Hla interacts with ADAM10 expressed on rabbit red blood cells. (A) Rabbit or human erythrocyte ghost preparations were precipitated with GST control or GST-Hla_H35L and visualized by silver stain analysis. **Purified GST protein; *purified GST-Hla_H35L fusion. (B) GST or GST-Hla_H35L precipitates were immunoblotted for human ADAM10 or GST. (C) Flow cytometric analysis of ADAM10 on rabbit and human erythrocytes and human A549 cells.

Fig. 2.

ADAM10 interacts with Hla and mediates toxin binding to human epithelial cells. (A) A549 alveolar epithelial cells were treated with nontoxigenic Hla_H35L or active Hla, then Hla immunoprecipitates from cell lysates prepared in Triton X-100 or RIPA lysis buffer were immunoblotted for ADAM10. (B) Hla induces the relocalization of ADAM10 to discrete sites on the cell membrane that colocalize with caveolin 1. Quantification of the number of ADAM10 punctae ≥0.05 μm in diameter averaged on a per-cell basis revealed 0.08 ± 0.14, PBS; 1.63 ± 0.48, Hla; 0.13 ± 0.14, Hla_H35L, with error values representing the SD. P = 8.7 × 10⁻⁶ PBS vs.

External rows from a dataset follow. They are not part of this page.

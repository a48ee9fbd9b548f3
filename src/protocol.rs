//! Chat message types exchanged with the agent loop.
//!
//! This is the OpenAI-style chat-completions shape the agent loop already
//! speaks: `role`, `content`, `tool_calls`, `tool_call_id`.

use serde::{Deserialize, Serialize};

/// Message author role
#[derive(Debug, Clone, Copy, PartialEq, Eq, Hash, Serialize, Deserialize)]
#[serde(rename_all = "lowercase")]
pub enum Role {
    System,
    User,
    Assistant,
    Tool,
}

/// A single conversation message.
#[derive(Debug, Clone, PartialEq, Serialize, Deserialize)]
pub struct Message {
    pub role: Role,
    #[serde(default, skip_serializing_if = "Option::is_none")]
    pub content: Option<String>,
    #[serde(default, skip_serializing_if = "Option::is_none")]
    pub tool_calls: Option<Vec<ToolCall>>,
    #[serde(default, skip_serializing_if = "Option::is_none")]
    pub tool_call_id: Option<String>,
    #[serde(default, skip_serializing_if = "Option::is_none")]
    pub name: Option<String>,
    #[serde(default, skip_serializing_if = "Option::is_none")]
    pub reasoning: Option<String>,
}

/// A tool invocation requested by the assistant.
#[derive(Debug, Clone, PartialEq, Serialize, Deserialize)]
pub struct ToolCall {
    pub id: String,
    #[serde(rename = "type", default = "default_call_type")]
    pub call_type: String,
    pub function: FunctionCall,
}

/// Function name plus its JSON-encoded argument object.
#[derive(Debug, Clone, PartialEq, Serialize, Deserialize)]
pub struct FunctionCall {
    pub name: String,
    /// Raw JSON payload, decoded lazily by the memory layer
    #[serde(default)]
    pub arguments: String,
}

fn default_call_type() -> String {
    "function".to_string()
}

impl Message {
    fn with_role(role: Role, content: Option<String>) -> Self {
        Self {
            role,
            content,
            tool_calls: None,
            tool_call_id: None,
            name: None,
            reasoning: None,
        }
    }

    pub fn system(content: impl Into<String>) -> Self {
        Self::with_role(Role::System, Some(content.into()))
    }

    pub fn user(content: impl Into<String>) -> Self {
        Self::with_role(Role::User, Some(content.into()))
    }

    pub fn assistant(content: impl Into<String>) -> Self {
        Self::with_role(Role::Assistant, Some(content.into()))
    }

    /// Assistant turn that only requests tool calls.
    pub fn assistant_tool_calls(calls: Vec<ToolCall>) -> Self {
        let mut msg = Self::with_role(Role::Assistant, None);
        msg.tool_calls = Some(calls);
        msg
    }

    /// Result of a tool call, linked back by `tool_call_id`.
    pub fn tool_result(call_id: impl Into<String>, content: impl Into<String>) -> Self {
        let mut msg = Self::with_role(Role::Tool, Some(content.into()));
        msg.tool_call_id = Some(call_id.into());
        msg
    }

    pub fn with_name(mut self, name: impl Into<String>) -> Self {
        self.name = Some(name.into());
        self
    }

    /// Content length in characters (0 when absent).
    pub fn content_chars(&self) -> usize {
        self.content.as_deref().map_or(0, |c| c.chars().count())
    }

    pub fn is_user(&self) -> bool {
        self.role == Role::User
    }
}

impl ToolCall {
    pub fn new(
        id: impl Into<String>,
        name: impl Into<String>,
        arguments: impl Into<String>,
    ) -> Self {
        Self {
            id: id.into(),
            call_type: default_call_type(),
            function: FunctionCall {
                name: name.into(),
                arguments: arguments.into(),
            },
        }
    }
}
//! Conversation memory for the agent loop.
//!
//! Keeps the prompt bounded without breaking provider prompt caching:
//! tool results are compacted (skeletons for files, truncation otherwise),
//! only a window of recent exchanges is kept in the derived view, and the
//! token estimate is reported rather than acted on.

mod budget;
mod compact;
mod context_manager;

pub use budget::{budget_status, estimate_tokens, prepare_messages_with_memory, BudgetStatus};
pub use compact::{
    compress_tool_result, extract_file_path, is_file_content, CompressedResult, FILE_PATH_KEYS,
    FILE_READ_PREFIX, FILE_TOOLS,
};
pub use context_manager::{
    process_messages_for_memory, MemoryManager, MemoryState, ToolCallIndex, ToolUsageRecord,
};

Hla, P = 1.3 × 10⁻⁵ Hla vs. Hla_H35L. A minimum of 45 cells was counted for each treatment condition. Quantification of ADAM10–caveolin 1 colocalization was determined by the Manders’ coefficient assessed on 20 distinct images (0.15 ± 0.08, PBS; 0.28 ± 0.13, Hla; P = 0.0005) (Scale bars, 10 μm.) (C) Binding of [³⁵S]-methionine–labeled active Hla examined as a function of ADAM10 surface expression, quantified as the mean fluorescence intensity (MFI) shift by flow cytometric analysis in a panel of human epithelial cells. (D) Binding of [³⁵S]-methionine–labeled active Hla to A549 cells treated with irrelevant or ADAM10-specific siRNAs (designated ADAM10.1 and ADAM10.2). *P < 2 × 10⁻⁶. (E) Flow cytometric detection of surface expressed ADAM10 in A549 cells.

Fig. 3.

ADAM10 is required for Hla-mediated cytotoxicity. (A) Irrelevant or ADAM10 siRNA transfected A549 cells were cocultured with WT S. aureus, S. aureus deficient in production of Hla (Hla−), or S. aureus Hla− complemented with plasmid-encoded Hla (Hla− phla), and cell injury measured by lactate dehydrogenase (LDH) release. *P < 0.008 vs. irrelevant siRNA treated cells. Error bars delineate the SEM examined in six replicates from two independent experiments. (B) LDH release from A549 cells treated with the indicated concentrations of purified, active Hla. *P < 0.0002 vs. irrelevant siRNA treated cells. Error bars delineate the SD of six replicates. (C) Detection of radiolabeled, oligomeric Hla (Hla₇) bound to irrelevant or ADAM10 siRNA transfected A549 cells. (D) LDH release in a panel of epithelial cell lines cultured with purified active Hla examined as a function of ADAM10 surface expression, quantified as the mean fluorescence intensity (MFI) shift by flow cytometric analysis.

Fig. 4.

ADAM10 is required for Hla-mediated focal adhesion disruption. (A) Cell lysates from irrelevant or ADAM10 siRNA transfected A549 cells treated with active Hla were probed with an antibody specific for phospho-Tyr397 FAK (Upper) or anti-FAK control (Lower). (B) Lysates prepared as described in A were probed with an antibody specific for phospho-Tyr-416 Src (Upper) or anti-Src control (Lower). (C) Lysates prepared as described in A were probed with an antibody specific for phospho-Tyr-165 p130Cas (Upper) or anti-p130Cas control (Lower). (D) Lysates prepared as described in A were probed with an antibody specific for phospho-Tyr-118 paxillin (Upper) or antipaxillin control (Lower). (E) Irrelevant (Top) or ADAM10 (Middle, Bottom) siRNA transfected A549 cells were treated with PBS or active Hla and stained to detect vinculin (red) and filamentous actin (phalloidin, green). (Scale bars, 10 μm.)

Fig. 5.

Model depicting the ADAM10-Hla complex localized to caveolin 1-enriched membrane domains, causing cytolysis and focal adhesion disruption in toxin-sensitive cells.